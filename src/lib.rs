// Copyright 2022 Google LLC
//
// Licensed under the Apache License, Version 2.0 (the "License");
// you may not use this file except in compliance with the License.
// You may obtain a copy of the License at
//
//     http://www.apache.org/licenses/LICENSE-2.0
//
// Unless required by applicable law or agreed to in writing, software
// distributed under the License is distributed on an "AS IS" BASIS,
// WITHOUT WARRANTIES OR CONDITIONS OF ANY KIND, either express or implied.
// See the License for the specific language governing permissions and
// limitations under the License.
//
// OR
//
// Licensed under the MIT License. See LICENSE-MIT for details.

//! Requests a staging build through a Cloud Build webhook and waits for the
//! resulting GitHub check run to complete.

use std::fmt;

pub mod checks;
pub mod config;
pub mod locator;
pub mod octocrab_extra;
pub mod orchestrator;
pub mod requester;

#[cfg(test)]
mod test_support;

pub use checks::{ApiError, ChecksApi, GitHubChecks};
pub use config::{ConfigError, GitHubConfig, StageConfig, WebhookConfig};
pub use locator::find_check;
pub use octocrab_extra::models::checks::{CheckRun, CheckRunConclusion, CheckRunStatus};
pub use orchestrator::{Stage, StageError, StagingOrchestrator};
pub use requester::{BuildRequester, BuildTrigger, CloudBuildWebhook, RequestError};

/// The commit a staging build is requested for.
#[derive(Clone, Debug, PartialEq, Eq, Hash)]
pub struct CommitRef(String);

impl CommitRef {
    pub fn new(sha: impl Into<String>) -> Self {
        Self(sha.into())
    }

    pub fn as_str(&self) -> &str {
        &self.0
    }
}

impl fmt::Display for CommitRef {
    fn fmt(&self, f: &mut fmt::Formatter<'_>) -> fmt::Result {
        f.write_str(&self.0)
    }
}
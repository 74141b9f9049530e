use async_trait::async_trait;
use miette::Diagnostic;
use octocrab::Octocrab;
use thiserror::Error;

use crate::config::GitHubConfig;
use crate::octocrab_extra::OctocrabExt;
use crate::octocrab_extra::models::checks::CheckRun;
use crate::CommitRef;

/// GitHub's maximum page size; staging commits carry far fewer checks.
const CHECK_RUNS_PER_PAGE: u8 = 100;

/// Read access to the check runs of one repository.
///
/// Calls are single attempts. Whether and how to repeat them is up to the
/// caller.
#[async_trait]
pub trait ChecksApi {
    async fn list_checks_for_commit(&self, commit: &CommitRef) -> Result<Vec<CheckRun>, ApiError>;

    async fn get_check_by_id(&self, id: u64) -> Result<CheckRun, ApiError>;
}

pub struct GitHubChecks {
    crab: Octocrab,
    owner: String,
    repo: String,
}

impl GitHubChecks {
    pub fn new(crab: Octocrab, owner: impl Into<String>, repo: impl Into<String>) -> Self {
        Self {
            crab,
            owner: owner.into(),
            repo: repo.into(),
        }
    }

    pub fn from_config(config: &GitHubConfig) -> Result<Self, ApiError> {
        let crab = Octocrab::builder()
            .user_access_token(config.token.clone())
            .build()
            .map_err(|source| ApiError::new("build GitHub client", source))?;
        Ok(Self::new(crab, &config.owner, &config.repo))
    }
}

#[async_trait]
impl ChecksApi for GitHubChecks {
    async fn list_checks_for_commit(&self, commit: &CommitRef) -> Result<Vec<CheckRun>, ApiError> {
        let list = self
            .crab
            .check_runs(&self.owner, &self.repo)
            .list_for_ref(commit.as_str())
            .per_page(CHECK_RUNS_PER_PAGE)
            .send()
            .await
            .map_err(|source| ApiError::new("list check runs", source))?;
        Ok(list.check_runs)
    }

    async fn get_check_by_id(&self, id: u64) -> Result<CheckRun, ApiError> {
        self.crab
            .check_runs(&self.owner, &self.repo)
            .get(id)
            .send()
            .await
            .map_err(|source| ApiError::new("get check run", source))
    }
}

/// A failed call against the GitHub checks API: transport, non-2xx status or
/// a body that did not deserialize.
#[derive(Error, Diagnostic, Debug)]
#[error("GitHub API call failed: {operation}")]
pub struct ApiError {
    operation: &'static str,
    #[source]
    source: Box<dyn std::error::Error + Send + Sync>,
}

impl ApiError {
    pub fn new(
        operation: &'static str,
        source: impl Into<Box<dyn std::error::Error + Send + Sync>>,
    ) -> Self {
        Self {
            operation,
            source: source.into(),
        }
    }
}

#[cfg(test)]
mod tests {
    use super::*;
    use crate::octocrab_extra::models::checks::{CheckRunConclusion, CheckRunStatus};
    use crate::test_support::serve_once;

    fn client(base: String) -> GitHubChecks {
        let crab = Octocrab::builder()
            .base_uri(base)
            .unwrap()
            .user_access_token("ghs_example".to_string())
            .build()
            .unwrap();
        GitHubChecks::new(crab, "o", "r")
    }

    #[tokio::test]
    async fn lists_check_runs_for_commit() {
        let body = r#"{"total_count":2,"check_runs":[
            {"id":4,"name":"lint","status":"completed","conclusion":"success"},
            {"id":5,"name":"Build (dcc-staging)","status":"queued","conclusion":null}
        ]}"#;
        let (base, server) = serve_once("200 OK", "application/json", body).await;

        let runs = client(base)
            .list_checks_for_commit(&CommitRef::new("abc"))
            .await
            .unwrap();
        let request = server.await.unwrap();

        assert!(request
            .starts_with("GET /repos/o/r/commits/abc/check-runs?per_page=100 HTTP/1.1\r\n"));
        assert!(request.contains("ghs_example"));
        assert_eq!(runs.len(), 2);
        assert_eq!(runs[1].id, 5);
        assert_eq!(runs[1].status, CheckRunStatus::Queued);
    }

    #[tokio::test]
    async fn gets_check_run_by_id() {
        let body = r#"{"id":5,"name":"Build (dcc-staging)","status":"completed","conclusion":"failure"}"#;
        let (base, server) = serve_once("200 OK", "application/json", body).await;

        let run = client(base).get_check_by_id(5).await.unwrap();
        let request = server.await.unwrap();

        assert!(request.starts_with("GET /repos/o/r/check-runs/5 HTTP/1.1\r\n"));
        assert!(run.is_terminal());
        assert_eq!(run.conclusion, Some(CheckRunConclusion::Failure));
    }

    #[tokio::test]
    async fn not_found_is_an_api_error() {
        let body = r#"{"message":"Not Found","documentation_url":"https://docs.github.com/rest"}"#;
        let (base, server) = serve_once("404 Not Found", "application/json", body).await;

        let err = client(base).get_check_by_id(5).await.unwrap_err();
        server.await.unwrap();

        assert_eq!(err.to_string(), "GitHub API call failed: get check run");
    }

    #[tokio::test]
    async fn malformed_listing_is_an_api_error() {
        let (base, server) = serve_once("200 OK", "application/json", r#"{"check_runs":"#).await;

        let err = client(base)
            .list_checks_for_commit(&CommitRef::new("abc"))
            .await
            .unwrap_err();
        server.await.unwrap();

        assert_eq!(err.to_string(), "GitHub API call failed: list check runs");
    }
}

+++

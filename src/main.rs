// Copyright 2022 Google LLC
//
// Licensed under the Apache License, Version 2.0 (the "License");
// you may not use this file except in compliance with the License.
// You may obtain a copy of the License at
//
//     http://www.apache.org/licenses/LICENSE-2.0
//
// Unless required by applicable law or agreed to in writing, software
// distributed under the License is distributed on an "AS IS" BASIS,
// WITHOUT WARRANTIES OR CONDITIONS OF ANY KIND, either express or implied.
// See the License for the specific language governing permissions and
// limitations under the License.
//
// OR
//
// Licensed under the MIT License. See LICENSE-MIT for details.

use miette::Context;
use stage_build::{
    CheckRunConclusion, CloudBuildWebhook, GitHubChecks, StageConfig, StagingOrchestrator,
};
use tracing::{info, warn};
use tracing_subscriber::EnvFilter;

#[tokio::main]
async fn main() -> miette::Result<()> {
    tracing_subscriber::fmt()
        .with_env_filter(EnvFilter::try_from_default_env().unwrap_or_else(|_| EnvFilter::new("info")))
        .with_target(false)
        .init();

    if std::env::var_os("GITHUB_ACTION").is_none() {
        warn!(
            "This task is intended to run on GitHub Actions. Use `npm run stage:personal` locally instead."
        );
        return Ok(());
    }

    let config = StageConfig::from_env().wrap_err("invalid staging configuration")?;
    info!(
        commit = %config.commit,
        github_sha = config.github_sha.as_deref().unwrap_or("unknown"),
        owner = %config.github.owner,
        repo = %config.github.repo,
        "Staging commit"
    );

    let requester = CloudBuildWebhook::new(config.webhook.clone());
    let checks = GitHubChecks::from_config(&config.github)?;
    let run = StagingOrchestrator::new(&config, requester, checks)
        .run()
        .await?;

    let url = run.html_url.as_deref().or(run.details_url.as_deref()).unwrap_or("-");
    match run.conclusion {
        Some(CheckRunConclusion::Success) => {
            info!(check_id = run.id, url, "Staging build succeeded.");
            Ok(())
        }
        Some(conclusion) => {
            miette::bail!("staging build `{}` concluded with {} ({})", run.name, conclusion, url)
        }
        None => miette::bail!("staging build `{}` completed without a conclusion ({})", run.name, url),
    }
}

+++

What is required
Go through the entries above and pull out each line with "derive" in it.

Completed task
#[derive(Clone, Debug, PartialEq, Eq, Hash)]
#[derive(Error, Diagnostic, Debug)]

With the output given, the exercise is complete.